Em 1962, a pedido de John Haffert, o Pintor Surrealista Salvador Dalí incluiu a imagem de Fátima – Oureana vestida de branco e a erguer uma cruz na mão enquanto caminha do Castelo de Ourém na pintura da Visão do Inferno em Fátima. Sua imagem também faz parte do tableaux de figuras do teatro em pantomima que conta as lendas dos Espíritos do Castelo de Ourém durante o Programa Medieval “Banquete dos Reis” iniciado no Restaurante Medieval Oureana da Fundação em 1970 e visto por mais de 3.5 milhões de visitantes. 

Brasão de Armas da Fundação

O Brasão de Armas da Fundação Oureana foi concebido em 1969 por John Mathias Haffert e o desenho original foi executado a tinta por Augusto de Mascarenhas Barreto. Foi oficialmente reconhecido em 1973 por Sua Alteza Real Dom Duarte de Bragança, Duque de Bragança e Conde de Ourém na qualidade de Chefe da Casa Real Portuguesa e até 1995 passou a ser usado pela firma “Castelos de Portugal Turismo Lda.”

O escudo é composto por uma águia vermelha retirada do Brasão da antiga Vila de Ourém que remonta ao tempo da Rainha Dona Teresa, filha de Dom Afonso Henriques, que concedeu o primeiro Foral ao velho burgo amuralhado tendo conferido ao mesmo como símbolo a lendária fénix de fogo ou água de sabóia, divisa heráldica que a Rainha herdou da Mãe e que, tal como a Vila Ouriense na história, renasce sempre das cinzas da destruição. A mesma simbolizava para John Haffert o renascimento da Vila Velha de Ourém através do seu projeto turístico, histórico, cultural e religioso.
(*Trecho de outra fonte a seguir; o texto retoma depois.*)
mod classify;
mod cli;
mod commands;
mod config;
mod features;
mod http;
mod model;
mod pageviews;
mod pipeline;
mod prediction;
mod provider;
mod rating;
mod tasks;
mod util;

use anyhow::Result;
use clap::Parser;
use tracing::error;
use tracing_subscriber::EnvFilter;

use crate::cli::{Cli, Commands};

fn main() {
    init_tracing();

    if let Err(err) = run() {
        error!(error = %err, "command failed");
        for cause in err.chain().skip(1) {
            error!(cause = %cause, "caused by");
        }
        std::process::exit(1);
    }
}

fn run() -> Result<()> {
    let cli = Cli::parse();

    match cli.command {
        Commands::Run(args) => commands::run::run(args),
        Commands::Assess(args) => commands::assess::run(args),
        Commands::Views(args) => commands::views::run(args),
        Commands::Predict(args) => commands::predict::run(args),
    }
}

fn init_tracing() {
    let env_filter = EnvFilter::try_from_default_env().unwrap_or_else(|_| EnvFilter::new("info"));

    tracing_subscriber::fmt()
        .with_env_filter(env_filter)
        .with_target(false)
        .with_writer(std::io::stderr)
        .init();
}
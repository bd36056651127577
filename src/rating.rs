use std::collections::HashMap;
use std::fmt;

use anyhow::{Result, bail};
use thiserror::Error;
use tracing::{debug, warn};

use crate::util::truncate_at_char_boundary;

pub const ASSESSMENT_SCAN_BYTES: usize = 8 * 1024;
const MAX_TEMPLATE_DEPTH: usize = 40;

/// A label that belongs to the scale that resolved it.
#[derive(Debug, Clone, PartialEq, Eq, Hash)]
pub struct QualityLabel(String);

impl QualityLabel {
    pub fn as_str(&self) -> &str {
        &self.0
    }
}

impl fmt::Display for QualityLabel {
    fn fmt(&self, f: &mut fmt::Formatter<'_>) -> fmt::Result {
        f.write_str(&self.0)
    }
}

#[derive(Debug, Clone)]
pub struct RatingScale {
    labels: Vec<String>,
    ordinals: HashMap<String, usize>,
}

impl RatingScale {
    /// Labels are given worst to best and must be unique.
    pub fn new<S: AsRef<str>>(labels: &[S]) -> Result<Self> {
        if labels.is_empty() {
            bail!("rating scale must contain at least one label");
        }

        let mut normalized = Vec::with_capacity(labels.len());
        let mut ordinals = HashMap::with_capacity(labels.len());
        for (ordinal, label) in labels.iter().enumerate() {
            let label = label.as_ref().trim().to_lowercase();
            if label.is_empty() {
                bail!("rating scale contains an empty label at position {ordinal}");
            }
            if ordinals.insert(label.clone(), ordinal).is_some() {
                bail!("rating scale contains duplicate label '{label}'");
            }
            normalized.push(label);
        }

        Ok(Self {
            labels: normalized,
            ordinals,
        })
    }

    pub fn ordinal(&self, label: &str) -> Option<usize> {
        self.ordinals.get(label).copied()
    }

    pub fn label_at(&self, ordinal: usize) -> Option<QualityLabel> {
        self.labels.get(ordinal).cloned().map(QualityLabel)
    }

    /// Lowercases and trims `raw`; anything off the scale is rejected.
    pub fn resolve(&self, raw: &str) -> Option<QualityLabel> {
        let normalized = raw.trim().to_lowercase();
        self.ordinal(&normalized).and_then(|ordinal| self.label_at(ordinal))
    }

    pub fn labels(&self) -> &[String] {
        &self.labels
    }
}

#[derive(Debug, Clone, PartialEq, Eq)]
pub struct Template {
    pub name: String,
    pub params: Vec<TemplateParam>,
}

#[derive(Debug, Clone, PartialEq, Eq)]
pub struct TemplateParam {
    pub name: Option<String>,
    pub value: String,
}

impl Template {
    pub fn param(&self, name: &str) -> Option<&str> {
        self.params
            .iter()
            .rev()
            .find(|param| param.name.as_deref() == Some(name))
            .map(|param| param.value.as_str())
    }
}

#[derive(Debug, Error, PartialEq, Eq)]
pub enum TemplateParseError {
    #[error("template nesting exceeds {0} levels")]
    TooDeep(usize),
}

/// Every `{{...}}` in `wikitext`, nested ones included, in order of their opening braces.
/// Unterminated openings are treated as plain text.
pub fn parse_templates(wikitext: &str) -> Result<Vec<Template>, TemplateParseError> {
    let bytes = wikitext.as_bytes();
    let pair = |offset: usize, byte: u8| {
        offset + 1 < bytes.len() && bytes[offset] == byte && bytes[offset + 1] == byte
    };

    let mut open = Vec::<OpenTemplate>::new();
    let mut found = Vec::<(usize, Template)>::new();
    let mut cursor = 0usize;

    while cursor < bytes.len() {
        if pair(cursor, b'{') {
            if open.len() >= MAX_TEMPLATE_DEPTH {
                return Err(TemplateParseError::TooDeep(MAX_TEMPLATE_DEPTH));
            }
            open.push(OpenTemplate::new(cursor));
            cursor += 2;
            continue;
        }

        let Some(current) = open.last_mut() else {
            cursor += 1;
            continue;
        };

        if pair(cursor, b'[') {
            current.link_depth += 1;
            cursor += 2;
            continue;
        }
        if pair(cursor, b']') && current.link_depth > 0 {
            current.link_depth -= 1;
            cursor += 2;
            continue;
        }

        match bytes[cursor] {
            // Links never span lines.
            b'\n' => current.link_depth = 0,
            _ if current.link_depth > 0 => {}
            b'}' if pair(cursor, b'}') => {
                if let Some(mut closed) = open.pop() {
                    closed.end_segment(cursor);
                    found.push((closed.start, build_template(wikitext, &closed.segments)));
                }
                cursor += 2;
                continue;
            }
            b'|' => {
                current.end_segment(cursor);
                current.segment_start = cursor + 1;
            }
            b'=' if current.equals_at.is_none() && !current.segments.is_empty() => {
                current.equals_at = Some(cursor);
            }
            _ => {}
        }
        cursor += 1;
    }

    found.sort_by_key(|(start, _)| *start);
    Ok(found.into_iter().map(|(_, template)| template).collect())
}

/// A template whose closing `}}` has not been seen yet.
struct OpenTemplate {
    start: usize,
    segments: Vec<(usize, usize, Option<usize>)>,
    segment_start: usize,
    equals_at: Option<usize>,
    link_depth: usize,
}

impl OpenTemplate {
    fn new(start: usize) -> Self {
        Self {
            start,
            segments: Vec::new(),
            segment_start: start + 2,
            equals_at: None,
            link_depth: 0,
        }
    }

    fn end_segment(&mut self, end: usize) {
        self.segments.push((self.segment_start, end, self.equals_at.take()));
    }
}

fn build_template(wikitext: &str, segments: &[(usize, usize, Option<usize>)]) -> Template {
    let mut iter = segments.iter();
    let name = iter
        .next()
        .map(|(start, end, _)| wikitext[*start..*end].trim().to_string())
        .unwrap_or_default();

    let params = iter
        .map(|(start, end, equals_at)| match equals_at {
            Some(equals) => TemplateParam {
                name: Some(wikitext[*start..*equals].trim().to_string()),
                value: wikitext[equals + 1..*end].to_string(),
            },
            None => TemplateParam {
                name: None,
                value: wikitext[*start..*end].to_string(),
            },
        })
        .collect();

    Template { name, params }
}

pub fn is_assessment_banner(template_name: &str) -> bool {
    let normalized = template_name.trim().to_lowercase().replace('_', " ");
    normalized.starts_with("wikiproject")
        || normalized.starts_with("wp")
        || normalized.contains("wiki project")
}

#[derive(Debug, Clone)]
pub struct AssessmentExtractor {
    scale: RatingScale,
}

impl AssessmentExtractor {
    pub fn new(scale: RatingScale) -> Self {
        Self { scale }
    }

    pub fn scale(&self) -> &RatingScale {
        &self.scale
    }

    /// Best rating across all WikiProject banners, `None` meaning "na".
    pub fn extract(&self, wikitext: &str) -> Option<QualityLabel> {
        let scanned = truncate_at_char_boundary(wikitext, ASSESSMENT_SCAN_BYTES);
        let templates = match parse_templates(scanned) {
            Ok(templates) => templates,
            Err(err) => {
                warn!(error = %err, "failed to parse talk page wikitext");
                return None;
            }
        };

        let best = templates
            .iter()
            .filter(|template| is_assessment_banner(&template.name))
            .filter_map(|template| template.param("class"))
            .filter_map(|value| self.class_ordinal(value))
            .max()?;

        debug!(ordinal = best, "resolved assessment rating");
        self.scale.label_at(best)
    }

    fn class_ordinal(&self, raw: &str) -> Option<usize> {
        let value = raw.trim().to_lowercase();
        if let Some(ordinal) = self.scale.ordinal(&value) {
            return Some(ordinal);
        }
        match value.as_str() {
            "bplus" | "b+" => self.scale.ordinal("b"),
            "a-class" | "aclass" => self.scale.ordinal("a"),
            _ => None,
        }
    }
}

#[cfg(test)]
mod tests {
    use super::{
        ASSESSMENT_SCAN_BYTES, AssessmentExtractor, RatingScale, TemplateParseError,
        is_assessment_banner, parse_templates,
    };

    fn en_scale() -> RatingScale {
        RatingScale::new(&["stub", "start", "c", "b", "ga", "a", "fa"]).expect("valid scale")
    }

    fn extract(wikitext: &str) -> String {
        AssessmentExtractor::new(en_scale())
            .extract(wikitext)
            .map(|label| label.to_string())
            .unwrap_or_else(|| "na".to_string())
    }

    #[test]
    fn scale_rejects_duplicates_and_empty_lists() {
        assert!(RatingScale::new(&["stub", "b", "STUB"]).is_err());
        assert!(RatingScale::new::<&str>(&[]).is_err());
    }

    #[test]
    fn scale_maps_labels_to_ordinals_both_ways() {
        let scale = en_scale();
        assert_eq!(scale.ordinal("ga"), Some(4));
        assert_eq!(scale.label_at(6).map(|label| label.to_string()), Some("fa".to_string()));
        assert_eq!(scale.resolve("  GA ").map(|label| label.to_string()), Some("ga".to_string()));
        assert!(scale.resolve("list").is_none());
    }

    #[test]
    fn parse_templates_handles_links_and_nested_templates() {
        let templates = parse_templates(
            "{{WikiProject Banner Shell|1={{WikiProject Chicago|class=B|importance=[[Low|low]]}}}}",
        )
        .expect("parse");

        assert_eq!(templates.len(), 2);
        assert_eq!(templates[0].name, "WikiProject Banner Shell");
        assert_eq!(templates[1].name, "WikiProject Chicago");
        assert_eq!(templates[1].param("class"), Some("B"));
        assert_eq!(templates[1].param("importance"), Some("[[Low|low]]"));
    }

    #[test]
    fn parse_templates_ignores_unterminated_openings() {
        let templates = parse_templates("{{broken | class=b\n{{WPBiography|class=start}}").expect("parse");
        assert_eq!(templates.len(), 1);
        assert_eq!(templates[0].name, "WPBiography");
    }

    #[test]
    fn parse_templates_reports_excessive_nesting() {
        let wikitext = format!("{}x{}", "{{a|".repeat(64), "}}".repeat(64));
        assert_eq!(parse_templates(&wikitext), Err(TemplateParseError::TooDeep(40)));
        assert_eq!(extract(&wikitext), "na");
    }

    #[test]
    fn many_unterminated_openings_do_not_hide_a_later_banner() {
        let wikitext = format!("{}{{{{WikiProject X|class=b}}}}", "{{a ".repeat(36));
        let templates = parse_templates(&wikitext).expect("parse");
        assert_eq!(templates.len(), 1);
        assert_eq!(extract(&wikitext), "b");
    }

    #[test]
    fn unclosed_link_does_not_swallow_the_closing_braces() {
        assert_eq!(extract("{{WikiProject X|class=c|note=[[broken\n}}"), "c");
    }

    #[test]
    fn banner_names_follow_all_naming_conventions() {
        assert!(is_assessment_banner("WikiProject_Biography"));
        assert!(is_assessment_banner(" WPMILHIST"));
        assert!(is_assessment_banner("Chicago Wiki Project"));
        assert!(!is_assessment_banner("Talk header"));
    }

    #[test]
    fn highest_rating_across_banners_wins() {
        let wikitext = "{{WikiProject Football|class=b}}\n{{WikiProject Chicago|class=GA}}\n{{WPBio|class=start}}";
        assert_eq!(extract(wikitext), "ga");
    }

    #[test]
    fn aliases_map_to_scale_labels() {
        assert_eq!(extract("{{WikiProject Ships|class=B+}}"), "b");
        assert_eq!(extract("{{WikiProject Ships|class=bplus}}"), "b");
        assert_eq!(extract("{{WikiProject Ships|class=A-Class}}{{WPBio|class=c}}"), "a");
    }

    #[test]
    fn non_banner_templates_and_unknown_classes_yield_na() {
        assert_eq!(extract("{{Talk header}}{{Infobox|class=fa}}"), "na");
        assert_eq!(extract("{{WikiProject Lists|class=list}}"), "na");
        assert_eq!(extract("{{WikiProject Lists|importance=high}}"), "na");
        assert_eq!(extract(""), "na");
    }

    #[test]
    fn banners_past_the_scan_limit_are_ignored() {
        let mut wikitext = "x".repeat(ASSESSMENT_SCAN_BYTES);
        wikitext.push_str("{{WikiProject Biography|class=fa}}");
        assert_eq!(extract(&wikitext), "na");
    }

    #[test]
    fn extract_never_returns_off_scale_labels() {
        let scale = en_scale();
        let extractor = AssessmentExtractor::new(scale.clone());
        let inputs = [
            "{{WikiProject X|class=}}",
            "{{WikiProject X|class=fl}}",
            "{{WikiProject X|class= Start }}",
            "{{WikiProject X|class=a|class=stub}}",
            "{{{{WikiProject X|class=c}}",
            "}}{{WikiProject X|class=b",
        ];
        for input in inputs {
            if let Some(label) = extractor.extract(input) {
                assert!(scale.ordinal(label.as_str()).is_some(), "{input} -> {label}");
            }
        }
    }
}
A águia é encimada por uma Coroa Condal que relembra o Condado Ouriense e os seus célebres Condes ao longo da história desde o Reinado de Dom Pedro I, que criou o título, até Dom  Duarte Pio que confirmou as Armas à Fundação em 1995.

Ao Centro, num escudo azul que simboliza a Consagração de Portugal como Terra Santa Maria, estão duas pombas brancas em forma de duas mãos em oração que reavivam o movimento “Exército Azul”, Apostolado Mundial de Fátima, fundado por John Mathias Haffert em 1947 e que ostentam um terço branco de Nossa Senhora de Fátima de onde suspende a Cruz do Santo Condestável Frei Nuno de Santa Maria Álvares Pereira, III Conde de Ourém e Fundador da Casa de Bragança, Santo Patrono da Fundação Oureana. O escudo está perfilado em redor pelos 7 Castelos de Portugal (Ourém, Porto de Mós, Leiria, Tomar, Torres Novas, Almoural e São Jorge em Lisboa), os mesmos monumentos nacionais que faziam parte do Programa Medieval inaugurado em 1970 pela firma “Castelos de Portugal Turismo Lda.” em parceria com a T.A.P. Air Portugal e a R.T.P. (Rádio Televisão Portuguesa).

Com o fim de atividade da firma Castelos de Portugal Turismo Lda. este Brasão de Armas foi confirmado à Fundação Histórico-Cultural Oureana, a 12 de Agosto de 1995, por Motu Próprio de Sua Alteza Real Dom Duarte de Bragança, atual Conde de Ourém, na sua qualidade de Chefe da Casa Real Portuguesa.

A versão atual do Brasão de Armas da Fundação Histórico-Cultural Oureana é da autoria do Desenhador Heráldico Mathieu Chaine.